31/JUL 2026
Jornalista responsável: Marcos Santos

Capitão da PM é condenado a 48 anos de prisão por chacina em 1998

Publicado em 09 de novembro, 2017

Capitão da PM Jackson Gama Feitosa foi condenado por homicídio duplamente qualificado de três homens da mesma família. Crime ocorreu em 1998. Foto: Divulgação

Após 19 anos, o capitão da Polícia Militar, Jackson Gama Feitosa foi condenado a 48 anos de prisão pelo conselho de sentença da 2a Vara do Tribunal do Júri. Ele é réu no crime de triplo homicídio de uma mesma família, ocorrido em 1998.

Na época, foram assassinados o mestre de obras Júlio Smith Barbosa, Charles Smith Barbosa e André Correa Barbosa, respectivamente pai, filho e sobrinho. Eles foram sequestrados durante uma blitz comandada pelo PM e mais três policiais, à paisana, executados e os corpos desovados numa área de mata no conjunto Tocantins.

À época, o terceiro sargento – e mais três pessoas, todos à paisana, armados com revólver e utilizando um veículo modelo Gol de placa JWH 6890, se posicionaram na rua Danilo Areosa, bairro da Compensa I, zona Oeste de Manaus, onde passaram a realizar uma suposta blitz, revistando pessoas e veículos que passavam no local. Foi quando abordaram o veículo modelo Kadette, em que viajavam as três vítimas.

Conforme relatos de testemunhas, constantes no inquérito policial, as três vítimas chegaram a ser agredidas antes de serem levadas – no Gol e no Kadette – pelos quatro homens, sob a acusação de serem membros de “galeras”. Horas depois, Júlio, Charles e André foram encontrados mortos, com tiros na cabeça.

Pela morte de cada uma das vítimas o capitão pegou a pena de 16 anos, em regime fechado, por homicídio duplamente qualificado. O Ministério Público deverá pedir o cumprimento imediato da pena. O PM também perde o cargo na corporação pela condenação.

Medida judicial

O julgamento terminou na noite desta quarta-feira (8), sendo presidido pelo juiz auxiliar Rafael Raposo, tendo na acusação o promotor de Justiça Ednaldo Medeiros, e na defesa do réu o advogado Anielo Aufiero.

Durante os 19 anos até o julgamento de ontem, o PM conseguiu adiar ao máximo sentar no banco dos réus com vários recursos e se manteve na corporação por força de medida judicial. Nesse período, ele também subiu de posto, passando de praça para oficial.

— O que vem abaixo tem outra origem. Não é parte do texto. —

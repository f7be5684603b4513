//! テスト共通ヘルパー

#![allow(dead_code)]

use async_trait::async_trait;
use image::GrayImage;
use qr_scan_common::{CameraBackend, CameraRequest, CameraStream, PixelBuffer, ScanError};
use qrcode::{Color, QrCode};
use std::cell::{Cell, RefCell};
use std::path::{Path, PathBuf};
use std::rc::Rc;

/// QRコード画像（1モジュール=scale px、余白4モジュール）
pub fn qr_image(content: &str, scale: u32) -> GrayImage {
    let code = QrCode::new(content.as_bytes()).expect("QR生成失敗");
    let modules = code.width() as u32;
    let colors = code.to_colors();
    let quiet = 4;
    let size = (modules + quiet * 2) * scale;

    GrayImage::from_fn(size, size, |x, y| {
        let mx = (x / scale) as i64 - quiet as i64;
        let my = (y / scale) as i64 - quiet as i64;
        let inside = mx >= 0 && my >= 0 && mx < modules as i64 && my < modules as i64;
        if inside && colors[(my as u32 * modules + mx as u32) as usize] == Color::Dark {
            image::Luma([0u8])
        } else {
            image::Luma([255u8])
        }
    })
}

pub fn qr_pixels(content: &str) -> PixelBuffer {
    let img = qr_image(content, 6);
    PixelBuffer::luma(img.width(), img.height(), img.into_raw()).expect("バッファ生成失敗")
}

pub fn blank_pixels(size: u32) -> PixelBuffer {
    PixelBuffer::luma(size, size, vec![255; (size * size) as usize]).expect("バッファ生成失敗")
}

/// QRコードのPNGを書き出す
pub fn write_qr_png(dir: &Path, name: &str, content: &str) -> PathBuf {
    let path = dir.join(name);
    qr_image(content, 6).save(&path).expect("PNG保存失敗");
    path
}

/// 無地のPNGを書き出す
pub fn write_blank_png(dir: &Path, name: &str) -> PathBuf {
    let path = dir.join(name);
    GrayImage::from_pixel(120, 120, image::Luma([255u8]))
        .save(&path)
        .expect("PNG保存失敗");
    path
}

/// テスト用カメラ
///
/// `frame` を差し替えることで「映っているもの」を変えられる。
#[derive(Clone, Default)]
pub struct MockCamera {
    pub frame: Rc<RefCell<Option<PixelBuffer>>>,
    pub deny: bool,
    pub opens: Rc<Cell<usize>>,
    pub releases: Rc<Cell<usize>>,
}

impl MockCamera {
    pub fn showing(frame: PixelBuffer) -> Self {
        let camera = Self::default();
        camera.show(frame);
        camera
    }

    pub fn denied() -> Self {
        Self {
            deny: true,
            ..Self::default()
        }
    }

    pub fn show(&self, frame: PixelBuffer) {
        *self.frame.borrow_mut() = Some(frame);
    }

    /// 開いたままのストリーム数
    pub fn open_streams(&self) -> usize {
        self.opens.get() - self.releases.get()
    }
}

pub struct MockStream {
    frame: Rc<RefCell<Option<PixelBuffer>>>,
    releases: Rc<Cell<usize>>,
    released: bool,
}

impl CameraStream for MockStream {
    fn grab_frame(&mut self) -> Option<PixelBuffer> {
        self.frame.borrow().clone()
    }

    fn release(&mut self) {
        if !self.released {
            self.released = true;
            self.releases.set(self.releases.get() + 1);
        }
    }
}

#[async_trait(?Send)]
impl CameraBackend for MockCamera {
    type Stream = MockStream;

    async fn open(&self, _request: &CameraRequest) -> qr_scan_common::Result<MockStream> {
        if self.deny {
            return Err(ScanError::PermissionDenied("NotAllowedError".into()));
        }
        self.opens.set(self.opens.get() + 1);
        Ok(MockStream {
            frame: self.frame.clone(),
            releases: self.releases.clone(),
            released: false,
        })
    }
}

O crime ocorreu em 4 de junho de 1998. No dia, o trio foi abordado no Alvorada, zona Centro-Oeste, numa blitz da PM, com os policiais à paisana. As vítimas foram encontradas no dia seguinte no matagal.

Tentativa de homicídio

Em dezembro de 2015, o capitão se envolveu em outra ocorrência, uma tentativa de homicídio contra um policial militar lotado na Secretaria de Segurança Pública do Estado do Amazonas (SSP-AM).

O capitão efetuou seis disparos contra o PM Eder dos Santos Fernandes, 33, dos quais dois atingiram as pernas da vítima. Na época, foi aberto um inquérito policial para apurar o fato, que será encaminhado à Justiça Militar.

Uma testemunha contou que antes dos tiros houve um discussão entre os motoristas, que estavam na rua Herman Lima, conjunto Aruanã, bairro Compensa 1, zona Oeste. O capitão já desceu do carro atirando contra o PM.

Em nota, na época, a SSP-AM informou que a Corregedoria-Geral abriria sindicância para apurar o fato ocorrido.